The court was then faced with an application by the sub-brokers to strike out the producing brokers' claims against them for indemnity and contribution. The sub-brokers argued that according to the terms of agreement between the two brokers, the producing brokers were responsible for correcting any errors made by the sub-brokers. They further stated that their role was limited to advising on the key features of the proposed insurance cover and passing on underwriters' quotations to the producing brokers. They were not obliged to interpret or construe those quotations. Furthermore, it was the producing brokers who were solely responsible for advising the assured in relation to its insurance requirements and sub-brokers had no contact with the assured themselves.
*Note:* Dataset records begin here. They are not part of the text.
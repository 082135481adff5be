/// Mock implementations for testing
mod mock_progress_reporter;
mod mock_user_session;

pub use mock_progress_reporter::MockProgressReporter;
pub use mock_user_session::MockUserSession;
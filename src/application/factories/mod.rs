mod formatter_factory;
mod presenter_factory;

pub use formatter_factory::FormatterFactory;
pub use presenter_factory::{PresenterFactory, PresenterType};
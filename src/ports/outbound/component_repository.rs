use crate::component_tree::domain::{Component, ComponentTreeQuery, ComponentWithSnapshotId};
use crate::shared::Result;

/// ComponentRepository port for hierarchy lookups
///
/// Traversal methods apply the query's qualifier and name/key filters,
/// its sort fields and its paging. Count methods ignore paging.
pub trait ComponentRepository {
    /// Selects a component by its stable uuid
    fn select_by_uuid(&self, uuid: &str) -> Result<Option<Component>>;

    /// Selects a component by its key
    fn select_by_key(&self, key: &str) -> Result<Option<Component>>;

    /// Selects components by numeric ids; unknown ids are skipped
    fn select_by_ids(&self, ids: &[i64]) -> Result<Vec<Component>>;

    /// Direct children of the query's base snapshot component
    fn select_direct_children(
        &self,
        query: &ComponentTreeQuery,
    ) -> Result<Vec<ComponentWithSnapshotId>>;

    /// Number of direct children matching the query
    fn count_direct_children(&self, query: &ComponentTreeQuery) -> Result<usize>;

    /// All descendants of the query's base snapshot component
    fn select_all_children(
        &self,
        query: &ComponentTreeQuery,
    ) -> Result<Vec<ComponentWithSnapshotId>>;

    /// Number of descendants matching the query
    fn count_all_children(&self, query: &ComponentTreeQuery) -> Result<usize>;
}
use super::snapshot::Snapshot;
use crate::shared::error::TreeError;
use crate::shared::Result;
use std::fmt;
use std::str::FromStr;

/// Traversal mode over the component hierarchy
#[derive(Debug, Clone, Copy, PartialEq, Eq)]
pub enum Strategy {
    /// Direct children of the base component
    Children,
    /// Leaf-level descendants only
    Leaves,
    /// All descendants
    All,
}

impl Strategy {
    pub fn as_str(&self) -> &'static str {
        match self {
            Strategy::Children => "children",
            Strategy::Leaves => "leaves",
            Strategy::All => "all",
        }
    }
}

impl FromStr for Strategy {
    type Err = TreeError;

    fn from_str(s: &str) -> std::result::Result<Self, Self::Err> {
        match s {
            "children" => Ok(Strategy::Children),
            "leaves" => Ok(Strategy::Leaves),
            "all" => Ok(Strategy::All),
            _ => Err(TreeError::illegal_state(format!(
                "Unknown component tree strategy: {}",
                s
            ))),
        }
    }
}

impl fmt::Display for Strategy {
    fn fmt(&self, f: &mut fmt::Formatter<'_>) -> fmt::Result {
        write!(f, "{}", self.as_str())
    }
}

/// Field a component list can be sorted on
#[derive(Debug, Clone, Copy, PartialEq, Eq, Hash)]
pub enum SortField {
    Name,
    Path,
    Qualifier,
    /// Sort by the value of a metric; resolved in memory, never by the store
    Metric,
}

impl SortField {
    pub fn as_str(&self) -> &'static str {
        match self {
            SortField::Name => "name",
            SortField::Path => "path",
            SortField::Qualifier => "qualifier",
            SortField::Metric => "metric",
        }
    }
}

impl FromStr for SortField {
    type Err = TreeError;

    fn from_str(s: &str) -> std::result::Result<Self, Self::Err> {
        match s {
            "name" => Ok(SortField::Name),
            "path" => Ok(SortField::Path),
            "qualifier" => Ok(SortField::Qualifier),
            "metric" => Ok(SortField::Metric),
            _ => Err(TreeError::validation(format!(
                "Unknown sort field '{}'. Possible values: name, path, qualifier, metric",
                s
            ))),
        }
    }
}

impl fmt::Display for SortField {
    fn fmt(&self, f: &mut fmt::Formatter<'_>) -> fmt::Result {
        write!(f, "{}", self.as_str())
    }
}

/// Traversal parameters handed to the store
#[derive(Debug, Clone, PartialEq)]
pub struct ComponentTreeQuery {
    base_snapshot: Snapshot,
    qualifiers: Option<Vec<String>>,
    name_or_key_query: Option<String>,
    sort_fields: Vec<SortField>,
    asc: bool,
    page: usize,
    page_size: usize,
}

impl ComponentTreeQuery {
    pub fn builder(base_snapshot: Snapshot) -> ComponentTreeQueryBuilder {
        ComponentTreeQueryBuilder::new(base_snapshot)
    }

    pub fn base_snapshot(&self) -> &Snapshot {
        &self.base_snapshot
    }

    pub fn qualifiers(&self) -> Option<&[String]> {
        self.qualifiers.as_deref()
    }

    pub fn name_or_key_query(&self) -> Option<&str> {
        self.name_or_key_query.as_deref()
    }

    pub fn sort_fields(&self) -> &[SortField] {
        &self.sort_fields
    }

    pub fn asc(&self) -> bool {
        self.asc
    }

    pub fn page(&self) -> usize {
        self.page
    }

    pub fn page_size(&self) -> usize {
        self.page_size
    }

    /// Number of rows to skip; saturates instead of overflowing
    pub fn offset(&self) -> usize {
        (self.page - 1).saturating_mul(self.page_size)
    }
}

/// Builder for ComponentTreeQuery
#[derive(Debug, Clone)]
pub struct ComponentTreeQueryBuilder {
    base_snapshot: Snapshot,
    qualifiers: Option<Vec<String>>,
    name_or_key_query: Option<String>,
    sort_fields: Vec<SortField>,
    asc: bool,
    page: usize,
    page_size: usize,
}

impl ComponentTreeQueryBuilder {
    fn new(base_snapshot: Snapshot) -> Self {
        Self {
            base_snapshot,
            qualifiers: None,
            name_or_key_query: None,
            sort_fields: vec![SortField::Name],
            asc: true,
            page: 1,
            page_size: 100,
        }
    }

    pub fn qualifiers(mut self, qualifiers: Vec<String>) -> Self {
        self.qualifiers = Some(qualifiers);
        self
    }

    pub fn name_or_key_query(mut self, query: impl Into<String>) -> Self {
        self.name_or_key_query = Some(query.into());
        self
    }

    pub fn sort_fields(mut self, sort_fields: Vec<SortField>) -> Self {
        self.sort_fields = sort_fields;
        self
    }

    pub fn asc(mut self, asc: bool) -> Self {
        self.asc = asc;
        self
    }

    pub fn page(mut self, page: usize) -> Self {
        self.page = page;
        self
    }

    pub fn page_size(mut self, page_size: usize) -> Self {
        self.page_size = page_size;
        self
    }

    pub fn build(self) -> Result<ComponentTreeQuery> {
        if self.sort_fields.is_empty() {
            return Err(TreeError::validation("Query must have at least one sort field").into());
        }
        if self.sort_fields.contains(&SortField::Metric) {
            return Err(TreeError::illegal_state(
                "Metric sort cannot be delegated to the component store",
            )
            .into());
        }
        if self.page == 0 {
            return Err(TreeError::validation("Query page must be >= 1").into());
        }
        if self.page_size == 0 {
            return Err(TreeError::validation("Query page size must be >= 1").into());
        }

        Ok(ComponentTreeQuery {
            base_snapshot: self.base_snapshot,
            qualifiers: self.qualifiers,
            name_or_key_query: self.name_or_key_query,
            sort_fields: self.sort_fields,
            asc: self.asc,
            page: self.page,
            page_size: self.page_size,
        })
    }
}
Again, the judge did not agree. His view was that the producing brokers had a good arguable case against the sub-brokers for failing to comply with the instructions they were initially given to renew the professional indemnity cover on no worse terms than the existing cover except with the consent of the producing brokers.

The sub-brokers then argued that they owed no duty of care to the claimants. In particular, they did not assume a responsibility to the claimants, made no direct representations to them and even if they had, the claimants had not relied on those representations. The sub-brokers' case was that the terms of the sub-broking agreement precluded such an assumption of responsibility by them to the claimants.

The judge rejected these arguments and found that the sub-broking agreement was designed to prevent the sub-brokers from competing directly with the producing brokers. It was not intended to prevent a tortious relationship arising between the sub-brokers and the assured. It did not negative a duty of care owed by the sub-brokers to the claimants to exercise reasonable care in placing the renewed cover on the instructions of the producing brokers.

The substantive case in the above matter has yet to be heard so it is not presently clear what proportion of liability each of the brokers might have to bear. However, in another recent case, "Darryl Fisk v Brian Thornhill" [2007] EWCA Civ. 152, the placing broker was held by the Court of Appeal to be liable for a contribution of 25% of the damages paid by the producing broker to the claimants. In that case, both brokers were criticised by the court for relying on outdated information regarding the construction of the building in question. The answers provided in the proposal form regarding the building's construction were unclear and incomplete and when the cover was placed with different insurers the following year, the placing broker gave a warranty to the effect that the building was of standard construction, which it was not. When the building was damaged by a flood and underwriters refused cover, the assured sued the producing broker and recovered damages. He then in turn sued the placing broker and recovered a 25% contribution.

Whilst the extent of fault may be difficult to determine with regard to each broker, the courts are apparently willing to attribute and apportion liability where they deem it appropriate. Therefore, even where a sub-broker is not directly instructed by the assured, he remains exposed if he takes steps which could prejudice the assured.

The content of this article is intended to provide a general guide to the subject matter. Specialist advice should be sought about your specific circumstances.